Commonwealth and Council presents “The Melancholy Spring,” an exhibition of new work by Ariane Vielmetter completed in the seasons following the 2016 election.
The exhibition title refers to Wilhelm Lachnit's 1933 painting of the same name, an allegorical depiction of Spring as an exhausted, bedraggled woman wearing a crown of fresh flowers. Lachnit’s solemn depiction of Spring and her vanitas, the changing of the seasons, were perceived as threatening enough for the work to be pronounced “degenerate” by the Nazi regime. Vielmetter suggests a parallel with our present, where truth is largely mediated and distorted through a cacophony of strident, simplistic, and cavalier rhetoric in the digital sphere, suppressing any perspective which does not lend itself to the condensed parcel of a sound byte, meme, or tweet. Precious little in the way of lived experiences makes it to the legible surface, and is then further subjected to reduction or exaggeration. Vielmetter writes, “What I find so frightening about the way in which Lachnit and many of the painters of the “Neue Sachlichkeit” (New Objectivity) were silenced is that there is nothing visibly threatening about their work, other than its dedication to a kind of unvarnished realism.” Reality, those in power seem to warn us, is something that must be pre-digested for us, and should be treated with suspicion. Vielmetter instead hopes to build on what Donna Haraway calls “situated knowledge”— the radical notion that objectivity must be partial, locatable, and contestable, and that any body of knowledge that “promises vision from everywhere and nowhere, equally and fully” strips reality of its inherent complexity, making it easy for democratic norms to begin to break down.

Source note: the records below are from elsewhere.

//! Lattice error types.
//!
//! This module provides structured error handling for parameter
//! validation and backward induction.

use pricer_core::types::PricingError;
use thiserror::Error;

/// Lattice valuation errors.
///
/// Every variant is raised before a wrong layer can reach the caller;
/// there is no partial result.
///
/// # Variants
/// - `InvalidCalibration`: Factors or risk-neutral probability admit arbitrage
/// - `InvalidGeometry`: Contract terms cannot describe a lattice
/// - `NumericOverflow`: A node price or the root value is not finite
///
/// # Examples
/// ```
/// use pricer_lattice::LatticeError;
///
/// let err = LatticeError::NumericOverflow { layer: 5000 };
/// assert!(format!("{}", err).contains("5000"));
/// ```
#[derive(Error, Debug, Clone, PartialEq)]
pub enum LatticeError {
    /// Up/down factors or the derived probability are not arbitrage-free.
    #[error("Invalid calibration: u = {up}, d = {down}, q = {probability}")]
    InvalidCalibration {
        /// Up factor (u)
        up: f64,
        /// Down factor (d)
        down: f64,
        /// Risk-neutral up probability (NaN when not yet derived)
        probability: f64,
    },

    /// Contract terms that cannot describe a lattice.
    #[error("Invalid geometry: {message}")]
    InvalidGeometry {
        /// Description of the offending input
        message: String,
    },

    /// Non-finite node price detected at `layer`.
    #[error("Numeric overflow at layer {layer}")]
    NumericOverflow {
        /// Time-layer index where the overflow was detected
        layer: usize,
    },

    /// Unknown induction strategy name.
    #[error("Unknown induction strategy: {name}")]
    UnknownStrategy {
        /// The name that failed to parse
        name: String,
    },
}

impl LatticeError {
    pub(crate) fn geometry(message: impl Into<String>) -> Self {
        LatticeError::InvalidGeometry {
            message: message.into(),
        }
    }
}

impl From<LatticeError> for PricingError {
    fn from(err: LatticeError) -> Self {
        match err {
            LatticeError::InvalidCalibration { .. } | LatticeError::InvalidGeometry { .. } => {
                PricingError::InvalidInput(err.to_string())
            }
            LatticeError::NumericOverflow { .. } => {
                PricingError::NumericalInstability(err.to_string())
            }
            LatticeError::UnknownStrategy { name } => {
                PricingError::InvalidInput(format!("Unknown induction strategy: {}", name))
            }
        }
    }
}
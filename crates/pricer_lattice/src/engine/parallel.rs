//! Layer-wise backward induction with a parallel map per layer.
//!
//! Nodes of one layer read only the previous (child) layer, so each layer
//! is written into a second buffer and the two are swapped afterwards.
//! Layers themselves stay strictly sequential.

use num_traits::Float;
use pricer_core::types::ModelParameters;
use rayon::prelude::*;
use tracing::trace;

use super::{ensure_finite, terminal_value, Calibration};
use crate::error::LatticeError;
use crate::geometry::{fill_node_prices, node_price, GeometryStrategy};
use crate::policy::PayoffPolicy;

/// Smallest number of nodes handed to a single rayon task.
///
/// Narrow layers near the root run effectively sequentially.
pub(crate) const MIN_NODES_PER_TASK: usize = 256;

pub(super) fn backward_induction<T>(
    params: &ModelParameters<T>,
    policy: &PayoffPolicy<T>,
    calibration: &Calibration<T>,
) -> Result<T, LatticeError>
where
    T: Float + Send + Sync,
{
    let steps = params.steps();
    let (spot, strike) = (params.spot(), params.strike());
    let (up, down) = (params.up(), params.down());

    let mut prices = Vec::with_capacity(steps + 1);
    fill_node_prices(spot, up, down, steps, GeometryStrategy::Direct, &mut prices);
    ensure_finite(&prices, steps)?;

    let boundary = policy.knock_out_boundary(spot, up, down, steps);
    let mut current: Vec<T> = prices
        .par_iter()
        .enumerate()
        .with_min_len(MIN_NODES_PER_TASK)
        .map(|(node, &price)| terminal_value(policy, node, boundary, price, strike))
        .collect();
    let mut next = vec![T::zero(); steps + 1];

    for layer in (0..steps).rev() {
        let children = &current;
        let boundary = policy.knock_out_boundary(spot, up, down, layer);
        let overflowed = next[..=layer]
            .par_iter_mut()
            .enumerate()
            .with_min_len(MIN_NODES_PER_TASK)
            .map(|(node, slot)| {
                let node_spot = node_price(spot, up, down, layer, node);
                *slot = if node >= boundary {
                    T::zero()
                } else {
                    let (down_value, up_value) = (children[node], children[node + 1]);
                    policy.live_value(node_spot, strike, || {
                        calibration.continuation(up_value, down_value)
                    })
                };
                !node_spot.is_finite()
            })
            .reduce(|| false, |a, b| a || b);

        if overflowed {
            return Err(LatticeError::NumericOverflow { layer });
        }
        std::mem::swap(&mut current, &mut next);
        trace!(layer, nodes = layer + 1, boundary, "parallel layer folded");
    }

    Ok(current[0])
}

Vielmetter mines a diverse lineage of writers, poets, and artists who were all in their own way abject realists, examining carefully their daily realities for the capacity and strength to endure inhospitable times. American watercolorist and wallpaper designer Charles Burchfield, who covered living rooms with a rich tableaux of outdoor life, ultimately came to focus on the life cycles within his garden. Here, Vielmetter presents a Burchfield-inspired wallpaper as a backdrop for her new artist’s book, “The Melancholy Spring.” In another work, Vielmetter painstakingly traces the changing seasons in her own garden, drawing the flowers, leaves, and fruits that grew over the course of the past year.

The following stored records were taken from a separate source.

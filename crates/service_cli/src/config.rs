//! CLI configuration management.
//!
//! Handles loading of the lattice configuration from TOML files with
//! environment variable override support.
//!
//! ```toml
//! log_level = "info"
//! strategy = "layer-wise"
//!
//! [contract]
//! spot = 100.0
//! strike = 100.0
//! maturity = 1.0
//! rate = 0.06
//! steps = 3
//! kind = "call"
//! up = 1.1            # or: volatility = 0.2
//! barrier = 125.0     # used by --style barrier
//! ```

use pricer_core::types::{ModelParameters, OptionKind};
use pricer_lattice::InductionStrategy;
use serde::{Deserialize, Serialize};
use std::path::Path;
use tracing::warn;

/// Contract and lattice shape priced by the CLI.
#[derive(Debug, Clone, PartialEq, Deserialize, Serialize)]
pub struct ContractConfig {
    /// Initial underlying price
    pub spot: f64,
    /// Strike price
    pub strike: f64,
    /// Time to maturity in years
    pub maturity: f64,
    /// Continuously compounded risk-free rate
    pub rate: f64,
    /// Number of lattice steps
    pub steps: usize,
    /// Call or put
    pub kind: OptionKind,
    /// Explicit up factor; the down factor is its reciprocal
    #[serde(default, skip_serializing_if = "Option::is_none")]
    pub up: Option<f64>,
    /// Volatility for Cox-Ross-Rubinstein factors
    #[serde(default, skip_serializing_if = "Option::is_none")]
    pub volatility: Option<f64>,
    /// Up-and-out barrier level
    #[serde(default, skip_serializing_if = "Option::is_none")]
    pub barrier: Option<f64>,
}

impl Default for ContractConfig {
    fn default() -> Self {
        Self {
            spot: 100.0,
            strike: 100.0,
            maturity: 1.0,
            rate: 0.06,
            steps: 3,
            kind: OptionKind::Call,
            up: Some(1.1),
            volatility: None,
            barrier: Some(125.0),
        }
    }
}

impl ContractConfig {
    /// Builds lattice parameters, preferring CRR factors when a volatility
    /// is configured.
    pub fn to_parameters(&self) -> ModelParameters<f64> {
        let params =
            ModelParameters::new(self.spot, self.strike, self.maturity, self.rate, self.kind);
        match (self.volatility, self.up) {
            (Some(volatility), _) => params.with_volatility(volatility, self.steps),
            (None, Some(up)) => params.with_lattice(self.steps, up, up.recip()),
            (None, None) => params.with_steps(self.steps),
        }
    }
}

/// Lattice CLI configuration
#[derive(Debug, Clone, PartialEq, Deserialize, Serialize)]
pub struct LatticeConfig {
    /// Log level
    #[serde(default = "default_log_level")]
    pub log_level: String,

    /// Default induction strategy
    #[serde(default)]
    pub strategy: InductionStrategy,

    /// Contract to price
    #[serde(default)]
    pub contract: ContractConfig,

    /// Environment overrides that could not be parsed, reported by `validate`
    #[serde(skip)]
    rejected_overrides: Vec<String>,
}

fn default_log_level() -> String {
    "info".to_string()
}

impl Default for LatticeConfig {
    fn default() -> Self {
        Self {
            log_level: default_log_level(),
            strategy: InductionStrategy::default(),
            contract: ContractConfig::default(),
            rejected_overrides: Vec::new(),
        }
    }
}

impl LatticeConfig {
    /// Load configuration from a TOML file
    pub fn load(path: &Path) -> Result<Self, ConfigError> {
        let content = std::fs::read_to_string(path).map_err(|e| ConfigError::Io(e.to_string()))?;

        toml::from_str(&content).map_err(|e| ConfigError::Parse(e.to_string()))
    }

    /// Load configuration from `path`, or the defaults when no file exists
    pub fn load_or_default(path: &Path) -> Result<Self, ConfigError> {
        if path.exists() {
            Self::load(path)
        } else {
            Ok(Self::default())
        }
    }

    /// Apply environment variable overrides
    pub fn with_env_override(mut self) -> Self {
        if let Ok(steps) = std::env::var("LATTICE_STEPS") {
            match steps.trim().parse() {
                Ok(steps) => self.contract.steps = steps,
                Err(_) => self.reject_override("LATTICE_STEPS", &steps),
            }
        }

        if let Ok(strategy) = std::env::var("LATTICE_STRATEGY") {
            match strategy.parse() {
                Ok(strategy) => self.strategy = strategy,
                Err(_) => self.reject_override("LATTICE_STRATEGY", &strategy),
            }
        }

        if let Ok(log_level) = std::env::var("LATTICE_LOG_LEVEL") {
            self.log_level = log_level;
        }

        self
    }

    fn reject_override(&mut self, name: &str, value: &str) {
        warn!("Ignoring unparsable {}='{}'", name, value);
        self.rejected_overrides.push(format!("Invalid {} override '{}'", name, value));
    }

    /// Validate the configuration
    pub fn validate(&self) -> Result<(), ConfigError> {
        let mut errors = self.rejected_overrides.clone();

        let valid_log_levels = ["trace", "debug", "info", "warn", "error"];
        if !valid_log_levels.contains(&self.log_level.to_lowercase().as_str()) {
            errors.push(format!(
                "Invalid log_level '{}'. Valid values: {:?}",
                self.log_level, valid_log_levels
            ));
        }

        let contract = &self.contract;
        for (name, value) in [
            ("spot", contract.spot),
            ("strike", contract.strike),
            ("maturity", contract.maturity),
        ] {
            if !(value.is_finite() && value > 0.0) {
                errors.push(format!("{} must be positive, got {}", name, value));
            }
        }
        if !contract.rate.is_finite() {
            errors.push(format!("rate must be finite, got {}", contract.rate));
        }

        match (contract.up, contract.volatility) {
            (Some(_), Some(_)) => {
                errors.push("Specify either up or volatility, not both".to_string());
            }
            (None, None) => {
                errors.push("One of up or volatility is required".to_string());
            }
            (Some(up), None) if !(up.is_finite() && up > 1.0) => {
                errors.push(format!("up must be greater than 1, got {}", up));
            }
            (None, Some(volatility)) if !(volatility.is_finite() && volatility > 0.0) => {
                errors.push(format!("volatility must be positive, got {}", volatility));
            }
            _ => {}
        }

        if let Some(barrier) = contract.barrier {
            if !(barrier.is_finite() && barrier > 0.0) {
                errors.push(format!("barrier must be positive, got {}", barrier));
            }
        }

        if errors.is_empty() {
            Ok(())
        } else {
            Err(ConfigError::Validation(errors))
        }
    }

    /// Load from file (or defaults) with environment overrides and validate
    pub fn load_with_env_and_validate(path: &Path) -> Result<Self, ConfigError> {
        let config = Self::load_or_default(path)?.with_env_override();
        config.validate()?;
        Ok(config)
    }
}

/// Configuration error type
#[derive(Debug, Clone)]
pub enum ConfigError {
    /// IO error reading config file
    Io(String),
    /// Parse error in config file
    Parse(String),
    /// Validation error
    Validation(Vec<String>),
}

impl std::fmt::Display for ConfigError {
    fn fmt(&self, f: &mut std::fmt::Formatter<'_>) -> std::fmt::Result {
        match self {
            Self::Io(msg) => write!(f, "IO error: {}", msg),
            Self::Parse(msg) => write!(f, "Parse error: {}", msg),
            Self::Validation(errors) => write!(f, "Validation errors: {}", errors.join("; ")),
        }
    }
}

impl std::error::Error for ConfigError {}
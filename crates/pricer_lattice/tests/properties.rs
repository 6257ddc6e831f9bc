//! Property-based checks over randomly drawn CRR lattices.
//!
//! Drawn parameters keep `r * sqrt(dt) < sigma`, so every lattice is
//! arbitrage-free and calibration always succeeds.

use approx::assert_relative_eq;
use pricer_core::types::{BarrierSpec, ModelParameters, OptionKind};
use pricer_lattice::geometry::{node_prices, GeometryStrategy};
use pricer_lattice::{BinomialEngine, InductionStrategy, PayoffPolicy};
use proptest::prelude::*;

fn kind_strategy() -> impl Strategy<Value = OptionKind> {
    prop_oneof![Just(OptionKind::Call), Just(OptionKind::Put)]
}

fn geometry_strategy() -> impl Strategy<Value = GeometryStrategy> {
    prop_oneof![
        Just(GeometryStrategy::Incremental),
        Just(GeometryStrategy::Direct)
    ]
}

fn params_strategy() -> impl Strategy<Value = ModelParameters<f64>> {
    (
        50.0..150.0_f64,
        50.0..150.0_f64,
        0.25..2.0_f64,
        0.0..0.1_f64,
        0.15..0.5_f64,
        1usize..200,
        kind_strategy(),
    )
        .prop_map(|(spot, strike, maturity, rate, volatility, steps, kind)| {
            ModelParameters::new(spot, strike, maturity, rate, kind)
                .with_volatility(volatility, steps)
        })
}

fn value(
    params: &ModelParameters<f64>,
    policy: &PayoffPolicy<f64>,
    strategy: InductionStrategy,
) -> f64 {
    BinomialEngine::new(strategy).price(params, policy).unwrap()
}

fn assert_strategies_agree(params: &ModelParameters<f64>, policy: &PayoffPolicy<f64>) {
    let reference = value(params, policy, InductionStrategy::LayerWise);
    for strategy in [InductionStrategy::NodeWise, InductionStrategy::ParallelLayerWise] {
        let other = value(params, policy, strategy);
        assert_relative_eq!(other, reference, max_relative = 1e-9, epsilon = 1e-12);
    }
}

proptest! {
    #![proptest_config(ProptestConfig::with_cases(200))]

    #[test]
    fn test_strategies_agree(params in params_strategy(), barrier_scale in 1.05..2.0_f64) {
        let kind = params.kind();
        let barrier = BarrierSpec::up_and_out(params.spot() * barrier_scale);
        for policy in [
            PayoffPolicy::european(kind),
            PayoffPolicy::american(kind),
            PayoffPolicy::up_and_out(kind, barrier),
        ] {
            assert_strategies_agree(&params, &policy);
        }
    }

    #[test]
    fn test_strategies_agree_with_barrier_on_node(
        params in params_strategy(),
        layer_pick in 0.0..1.0_f64,
        node_pick in 0.0..1.0_f64,
        geometry in geometry_strategy(),
    ) {
        let steps = params.steps();
        let layer = ((layer_pick * steps as f64) as usize).min(steps - 1) + 1;
        let node = ((node_pick * (layer + 1) as f64) as usize).min(layer);
        let level = node_prices(params.spot(), params.up(), params.down(), layer, geometry)[node];

        let policy = PayoffPolicy::up_and_out(params.kind(), BarrierSpec::up_and_out(level));
        assert_strategies_agree(&params, &policy);
    }

    #[test]
    fn test_american_dominates_european(params in params_strategy()) {
        let kind = params.kind();
        let european = value(&params, &PayoffPolicy::european(kind), InductionStrategy::LayerWise);
        let american = value(&params, &PayoffPolicy::american(kind), InductionStrategy::LayerWise);
        prop_assert!(
            american >= european - 1e-12,
            "american {} < european {}",
            american,
            european
        );
        prop_assert!(european >= 0.0);
    }

    #[test]
    fn test_knock_out_never_adds_value(
        params in params_strategy(),
        barrier_scale in 1.05..2.0_f64,
    ) {
        let barrier = BarrierSpec::up_and_out(params.spot() * barrier_scale);
        let vanilla = value(
            &params,
            &PayoffPolicy::european(OptionKind::Call),
            InductionStrategy::LayerWise,
        );
        let knocked = value(
            &params,
            &PayoffPolicy::up_and_out(OptionKind::Call, barrier),
            InductionStrategy::LayerWise,
        );
        prop_assert!(knocked >= 0.0);
        prop_assert!(knocked <= vanilla + 1e-12, "barrier {} > vanilla {}", knocked, vanilla);
    }

    #[test]
    fn test_european_put_call_parity(params in params_strategy()) {
        let call = value(
            &params,
            &PayoffPolicy::european(OptionKind::Call),
            InductionStrategy::NodeWise,
        );
        let put = value(
            &params,
            &PayoffPolicy::european(OptionKind::Put),
            InductionStrategy::NodeWise,
        );
        let discount = (-params.rate() * params.maturity()).exp();
        let forward = params.spot() - params.strike() * discount;
        assert_relative_eq!(call - put, forward, epsilon = 1e-8 * params.spot());
    }

    #[test]
    fn test_american_call_without_dividends_is_european(params in params_strategy()) {
        let european = value(
            &params,
            &PayoffPolicy::european(OptionKind::Call),
            InductionStrategy::LayerWise,
        );
        let american = value(
            &params,
            &PayoffPolicy::american(OptionKind::Call),
            InductionStrategy::LayerWise,
        );
        assert_relative_eq!(american, european, max_relative = 1e-9, epsilon = 1e-12);
    }
}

In an homage to a 1928 work by Neue Sachlichkeit painter Georg Scholz, which depicts cacti and lightbulbs arranged on a table before an open window in his Weimar apartment, Vielmetter paints an arrangement cobbled together from the source materials gathered in her own studio. Between a cactus and a Burchfield wallpaper hangs a collaged text combining handwritten notes by novelist Octavia Butler concerning the character Lauren Olamina, the tenacious heroine of “Parable of the Sower,” with scribbled ephemera from poet Emily Dickinson's “Gorgeous Nothings.” This tableau forms a coherent ecology of resistance, an attempt to push back against the simplification of collective experience into sweeping relativist or totalizing claims. Vielmetter’s work charts a turn toward a new empiricism, affirming objective reality as something we all share in rather than merely argue over. A complex reality, replete with so much difference and intersubjective involvement, yet offering just as many possibilities for the committed observer to investigate, and perhaps most importantly, for the resilient body—individual, political, communal—to survive.

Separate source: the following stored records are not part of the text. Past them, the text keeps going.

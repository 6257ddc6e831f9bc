//! Node-by-node backward induction.
//!
//! Prices are generated incrementally inside the node loop and the value
//! array is truncated by one after each layer, so node `j` of layer `i`
//! overwrites its own down child once both children have been read.

use num_traits::Float;
use pricer_core::types::ModelParameters;
use tracing::trace;

use super::{ensure_finite, terminal_value, Calibration};
use crate::error::LatticeError;
use crate::geometry::{fill_node_prices, GeometryStrategy};
use crate::policy::PayoffPolicy;

pub(super) fn backward_induction<T: Float>(
    params: &ModelParameters<T>,
    policy: &PayoffPolicy<T>,
    calibration: &Calibration<T>,
) -> Result<T, LatticeError> {
    let steps = params.steps();
    let (spot, strike) = (params.spot(), params.strike());
    let (up, down) = (params.up(), params.down());
    let ratio = up / down;

    let mut values = Vec::with_capacity(steps + 1);
    fill_node_prices(spot, up, down, steps, GeometryStrategy::Incremental, &mut values);
    ensure_finite(&values, steps)?;
    let boundary = policy.knock_out_boundary(spot, up, down, steps);
    for (node, value) in values.iter_mut().enumerate() {
        *value = terminal_value(policy, node, boundary, *value, strike);
    }

    for layer in (0..steps).rev() {
        let boundary = policy.knock_out_boundary(spot, up, down, layer);
        let mut node_spot = spot * down.powi(layer as i32);
        for node in 0..=layer {
            if !node_spot.is_finite() {
                return Err(LatticeError::NumericOverflow { layer });
            }
            values[node] = if node >= boundary {
                T::zero()
            } else {
                let (down_value, up_value) = (values[node], values[node + 1]);
                policy.live_value(node_spot, strike, || {
                    calibration.continuation(up_value, down_value)
                })
            };
            node_spot = node_spot * ratio;
        }
        values.truncate(layer + 1);
        trace!(layer, nodes = layer + 1, boundary, "node-wise layer folded");
    }

    Ok(values[0])
}
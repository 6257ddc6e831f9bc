//! # pricer_core: Foundation types for lattice option pricing
//!
//! ## Layer 1 (Foundation) Role
//!
//! pricer_core serves as the bottom layer of the workspace, providing:
//! - Option contract types: `OptionKind`, `BarrierSpec` (`types::option`)
//! - Lattice model inputs: `ModelParameters` (`types::params`)
//! - Error types: `PricingError` (`types::error`)
//! - The `Priceable` trait and the `Float` re-export (`traits`)
//!
//! ## Zero Dependency Principle
//!
//! Layer 1 has no dependencies on other pricer_* crates, with minimal external dependencies:
//! - num-traits: Traits for generic numerical computation
//! - serde: Serialisation support (optional)
//!
//! ## Usage Examples
//!
//! ```rust
//! use pricer_core::types::{ModelParameters, OptionKind};
//!
//! let params = ModelParameters::new(100.0_f64, 100.0, 1.0, 0.06, OptionKind::Call)
//!     .with_lattice(3, 1.1, 1.0 / 1.1);
//!
//! assert_eq!(params.steps(), 3);
//! assert_eq!(params.kind().payoff(110.0, params.strike()), 10.0);
//! ```
//!
//! ## Feature Flags
//!
//! - `serde` (default): Enable serialisation for `OptionKind`, `BarrierSpec`, `BarrierDirection`

#![deny(missing_docs)]
#![deny(rustdoc::broken_intra_doc_links)]
#![deny(rustdoc::private_intra_doc_links)]

pub mod traits;
pub mod types;
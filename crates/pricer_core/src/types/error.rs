//! Error types for structured error handling.
//!
//! This module provides `PricingError`, the layer-independent error
//! returned by [`Priceable`](crate::traits::priceable::Priceable)
//! implementations. Engine-specific errors convert into it.

use std::fmt;

/// Categorised pricing errors.
///
/// Provides structured error handling for pricing operations with
/// descriptive context for each failure mode.
///
/// # Variants
/// - `InvalidInput`: Invalid contract or model parameters
/// - `NumericalInstability`: Computation produced non-finite values
///
/// # Examples
/// ```
/// use pricer_core::types::PricingError;
///
/// let err = PricingError::InvalidInput("Negative spot price".to_string());
/// assert_eq!(format!("{}", err), "Invalid input: Negative spot price");
/// ```
#[derive(Debug, Clone, PartialEq, Eq)]
pub enum PricingError {
    /// Invalid input data or parameters
    InvalidInput(String),

    /// Numerical instability during computation
    NumericalInstability(String),
}

impl fmt::Display for PricingError {
    fn fmt(&self, f: &mut fmt::Formatter<'_>) -> fmt::Result {
        match self {
            PricingError::InvalidInput(msg) => write!(f, "Invalid input: {}", msg),
            PricingError::NumericalInstability(msg) => {
                write!(f, "Numerical instability: {}", msg)
            }
        }
    }
}

impl std::error::Error for PricingError {}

Ariane Vielmetter (b. 1987, Tübingen, Germany; lives and works in Los Angeles) received her MFA from CalArts in 2012 and BA from UCLA in 2008. Her work has been included in recent exhibitions at the Chan Gallery at Pomona College, the Guggenheim Gallery at Chapman University, Visitor Welcome Center, Eastside International, Marine Contemporary, and the Center for the Arts Eagle Rock. Her self-published risograph artist books can be found at Otherwild in Echo Park, and her writing has been featured in Night Papers, Notes on Looking, and The Art Book Review.